Day 8:  Activity 2 Worksheet C:  Practice converting from standard form to vertex form.

Day 9:  Activity 2 Worksheet D:  Students will build their trebuchets

Day 10:  Activity 2 Worksheet D:  Students will build their trebuchets.

Day 11:  Creating quadratic equations given a data set.  Students will use graphing calculators, and Microsoft Excel.

Day 12:  Activity 3 Worksheet E:  Practice creating equations given a data set.

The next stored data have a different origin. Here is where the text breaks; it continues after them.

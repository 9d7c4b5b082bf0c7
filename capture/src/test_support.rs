use std::fmt;
use std::sync::{Arc, Mutex};

use frame_snap_common::bridge::Frame;
use frame_snap_common::frame::{ImageMessage, RawImage};
use image::{Rgb, RgbImage};
use tracing::field::{Field, Visit};
use tracing::{Dispatch, Event, Level, Subscriber};
use tracing_subscriber::layer::{Context, Layer, SubscriberExt};

/// Records every event emitted through the dispatch it hands out.
#[derive(Clone, Default)]
pub struct LogCapture {
    events: Arc<Mutex<Vec<(Level, String)>>>,
}

impl LogCapture {
    pub fn dispatch(&self) -> Dispatch {
        Dispatch::new(tracing_subscriber::registry().with(self.clone()))
    }

    pub fn count(&self, level: Level) -> usize {
        self.events
            .lock()
            .unwrap()
            .iter()
            .filter(|(l, _)| *l == level)
            .count()
    }

    pub fn messages(&self, level: Level) -> Vec<String> {
        self.events
            .lock()
            .unwrap()
            .iter()
            .filter(|(l, _)| *l == level)
            .map(|(_, m)| m.clone())
            .collect()
    }
}

impl<S: Subscriber> Layer<S> for LogCapture {
    fn on_event(&self, event: &Event<'_>, _ctx: Context<'_, S>) {
        let mut visitor = MessageVisitor::default();
        event.record(&mut visitor);
        self.events
            .lock()
            .unwrap()
            .push((*event.metadata().level(), visitor.0));
    }
}

#[derive(Default)]
struct MessageVisitor(String);

impl Visit for MessageVisitor {
    fn record_debug(&mut self, field: &Field, value: &dyn fmt::Debug) {
        if field.name() == "message" {
            self.0 = format!("{value:?}");
        }
    }
}

pub fn solid_frame(rgb: [u8; 3], seq: u64) -> Frame {
    Frame {
        image: RgbImage::from_pixel(8, 6, Rgb(rgb)),
        captured_at_ms: 1708300000000 + seq as i64,
        seq,
    }
}

/// Serialized `bgr8` bus payload of a solid-colour image.
pub fn solid_payload(rgb: [u8; 3], width: u32, height: u32, seq: u64) -> Vec<u8> {
    let bgr = [rgb[2], rgb[1], rgb[0]];
    let data = bgr.repeat((width * height) as usize);
    ImageMessage::new_raw(
        RawImage {
            encoding: "bgr8".into(),
            width,
            height,
            step: width * 3,
            is_bigendian: false,
            data,
        },
        1708300000000 + seq as i64,
        seq,
    )
    .serialize()
    .unwrap()
}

Day 13:  Activity 3 Worksheet F:  Creating a quadratic equation given the data they obtain from several launches of their trebuchet.

Day 14:  Activity 4 Worksheet G:  Students will convert their standard form equation to a vertex form and find the maximum height their trebuchet will reach.  They will then refine their design and see if they can reach the theoretical maximum.

Day 15:  Extra day just in case they need extra time to refine their design.

Where the CBL and EDP appear in the Unit

- Activity 1 Worksheet B represents the EDP

Students will use this design plan to fabricate an actual trebuchet.  They will then use the trebuchet to make several launches.  After each launch they will record the maximum height of their projectile.  Using this data they will create a quadratic equation that best represents their data, theoretically find the maximum height, then refine their design.

- Activity 2 Worksheet D represents the CBL


1. Students will confuse the transformations of quadratic functions.  They often confuse which part of the equation forces the parent function to move left, right, up, or down.

2. Students may not understand why a quadratic function needs at least three points to develop a solid relationship between input and output values.

Additional Resources


Pre-Unit Assessment Instrument
Post-Unit Assessment Instrument
Results: Evidence of Growth in Student Learning

After teaching the Unit, present the evidence below that growth in learning was measured through one of the instruments identified above.  Show results of assessment data that prove growth in learning occurred.

  1. The students were able to relate quadratics with trebuchets.  Also, they were able to use their data to create a quadratic equation that appropriately described the path of their projectile.
  2. I selected the content for this unit because projectiles accurately describe quadratics.  Also, students were able to see a real life example of where they would use the mathematics.
  3. The data indicates that students have never seen quadratics before.  They were unable to answer any question on the pre-assessment.  However, given the same assessment after the unit, they were able to answer significantly more questions.
  4. The purpose of selecting this unit was met.  Students were able to relate quadratics to projectile motion.
  5. I would make students keep an engineering notebook in order to organize their changes.